To evaluate risk versus reward, you need to find out Expected Value for both avenues. Here’s how you’d figure out your Expected Value: take your predicted success (50%) and multiply it by the potential amount of money earned ($1000 for Facebook). That’s 500.
Then, take your predicted chance of failure (50%) and multiply it by the amount of money lost (-$200 for Facebook). That’s -100.
Add those two numbers together. Using this formula, you’ll see Facebook’s Expected Value is 400, while Instagram’s Expected Value is 425.
With this predictive information, you should be able to make a better, more confident decision — in this case, it looks like Instagram is a better option. Even though Facebook has a higher ROI, Instagram has a higher Expected Value, and you risk losing less money.
How to create a decision tree in Excel
- Put your base decision under column A, and format cell with a bold border
- Put potential actions in column B in two different cells, diagonal to your base decision
- In column C, include potential costs or consequences of the actions you put in column B
- Go to shape tool, and draw arrow from initial decision, through action and consequence
While the Advertising Campaign example had qualitative numbers to use as indicators of risk versus reward, your decision tree might be more subjective. For instance, perhaps you’re deciding whether your small startup should merge with a bigger company. In this case, there could be math involved, but your decision tree might also include more quantitative questions, like: Does this company represent our brand values? Yes/No. Do our customers benefit from the merge? Yes/No.

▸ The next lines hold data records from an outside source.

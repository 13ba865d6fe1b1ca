//! Lifecycle management subsystem.
//!
//! # Data Flow
//! ```text
//! Startup (startup.rs):
//!     Config → registry + shared settings → watcher → bind listener
//!
//! Shutdown (shutdown.rs):
//!     Signal received → Stop accepting → Drain connections → Close tunnels
//!
//! Signals (signals.rs):
//!     SIGTERM/SIGINT → Trigger graceful shutdown
//! ```

pub mod shutdown;
pub mod signals;
pub mod startup;

pub use shutdown::Shutdown;
pub use startup::{Broker, ConfigReload, StartupError};
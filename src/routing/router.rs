//! Connection router: decides who serves each incoming request.
//!
//! Every request (plain or upgrade) is classified by its Host header alone:
//!
//! | Host                          | plain request        | upgrade            |
//! |-------------------------------|----------------------|--------------------|
//! | missing                       | `400`                | connection dropped |
//! | names no tenant               | control plane        | connection dropped |
//! | names an unregistered tenant  | `404`                | connection dropped |
//! | names a registered tenant     | forwarded to tenant  | forwarded to tenant|

use std::net::SocketAddr;
use std::sync::Arc;

use axum::body::Body;
use axum::extract::ConnectInfo;
use axum::http::{Request, Response};
use axum::response::IntoResponse;
use axum::Router;
use tower::ServiceExt;

use crate::control;
use crate::http::request::{is_upgrade_request, request_host};
use crate::http::server::AppState;
use crate::observability::metrics;
use crate::registry::TunnelHandle;
use crate::routing::error::{RouteError, UpgradeRejected};
use crate::routing::resolver::resolve;

/// Where a request's Host header points.
pub enum RoutingOutcome {
    NoHost,
    /// The host names no tenant; the control plane answers.
    Unmatched,
    UnknownTenant(String),
    Matched(Arc<dyn TunnelHandle>),
}

impl RoutingOutcome {
    fn label(&self) -> &'static str {
        match self {
            RoutingOutcome::NoHost => "no_host",
            RoutingOutcome::Unmatched => "control",
            RoutingOutcome::UnknownTenant(_) => "unknown_tenant",
            RoutingOutcome::Matched(_) => "tenant",
        }
    }
}

impl std::fmt::Debug for RoutingOutcome {
    fn fmt(&self, f: &mut std::fmt::Formatter<'_>) -> std::fmt::Result {
        match self {
            RoutingOutcome::Matched(handle) => f.debug_tuple("Matched").field(&handle.id()).finish(),
            RoutingOutcome::UnknownTenant(id) => f.debug_tuple("UnknownTenant").field(id).finish(),
            other => f.write_str(other.label()),
        }
    }
}

/// Front door shared by every connection.
#[derive(Clone)]
pub struct ConnectionRouter {
    state: AppState,
    control: Router,
}

impl ConnectionRouter {
    pub fn new(state: AppState) -> Self {
        let control = control::control_router(state.clone());
        Self { state, control }
    }

    /// Classify a request by the host it is addressed to.
    pub async fn classify(&self, host: Option<&str>) -> RoutingOutcome {
        let Some(host) = host else {
            return RoutingOutcome::NoHost;
        };

        let domain = self.state.tunnels.load().domain.clone();
        let Some(candidate) = resolve(host, domain.as_deref()) else {
            return RoutingOutcome::Unmatched;
        };

        match self.state.registry.lookup(&candidate).await {
            Some(handle) => RoutingOutcome::Matched(handle),
            None => RoutingOutcome::UnknownTenant(candidate),
        }
    }

    /// Route one request. An `Err` tells the server to drop the connection
    /// without writing a response.
    pub async fn route(
        &self,
        request: Request<Body>,
        peer: SocketAddr,
    ) -> Result<Response<Body>, UpgradeRejected> {
        if is_upgrade_request(&request) {
            self.route_upgrade(request).await
        } else {
            Ok(self.route_request(request, peer).await)
        }
    }

    /// Route a plain request. Always produces a response.
    pub async fn route_request(&self, mut request: Request<Body>, peer: SocketAddr) -> Response<Body> {
        let host = request_host(&request).map(str::to_owned);
        let outcome = self.classify(host.as_deref()).await;
        metrics::record_request(outcome.label());
        tracing::debug!(
            method = %request.method(),
            uri = %request.uri(),
            outcome = ?outcome,
            "Routing request"
        );

        match outcome {
            RoutingOutcome::NoHost => RouteError::MalformedRequest.into_response(),
            RoutingOutcome::Unmatched => {
                request.extensions_mut().insert(ConnectInfo(peer));
                match self.control.clone().oneshot(request).await {
                    Ok(response) => response,
                    Err(infallible) => match infallible {},
                }
            }
            RoutingOutcome::UnknownTenant(id) => RouteError::UnknownTenant(id).into_response(),
            RoutingOutcome::Matched(handle) => match handle.handle_request(request).await {
                Ok(response) => response,
                Err(e) => RouteError::Tunnel(e).into_response(),
            },
        }
    }

    /// Route an upgrade handshake. Anything but a tenant match is rejected.
    pub async fn route_upgrade(&self, request: Request<Body>) -> Result<Response<Body>, UpgradeRejected> {
        let host = request_host(&request).map(str::to_owned);
        let outcome = self.classify(host.as_deref()).await;
        metrics::record_request(outcome.label());

        let rejected = match outcome {
            RoutingOutcome::Matched(handle) => {
                tracing::debug!(tunnel_id = %handle.id(), uri = %request.uri(), "Forwarding upgrade");
                return handle.handle_upgrade(request).await.map_err(UpgradeRejected::from);
            }
            RoutingOutcome::NoHost => UpgradeRejected::NoHost,
            RoutingOutcome::Unmatched => UpgradeRejected::NoTenant(host.unwrap_or_default()),
            RoutingOutcome::UnknownTenant(id) => UpgradeRejected::UnknownTenant(id),
        };

        tracing::debug!(reason = %rejected, "Dropping upgrade connection");
        Err(rejected)
    }
}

To clarify this point, let’s take a look at some diverse decision tree examples.
Decision Tree Examples
The following example is from SmartDraw, a free flowchart maker:
Example One: Project Development
Here’s another example from Become a Certified Project Manager blog:
Example 2: Office Growth
Here’s an example from Statistics How To:
Example 3: Develop a New Product
To see more examples or use software to build your own decision tree, check out some of these resources:
Remember, one of the best perks of a decision tree is its flexibility. By visualizing different paths you might take, you might find a course of action you hadn’t considered before, or decide to merge paths to optimize your results.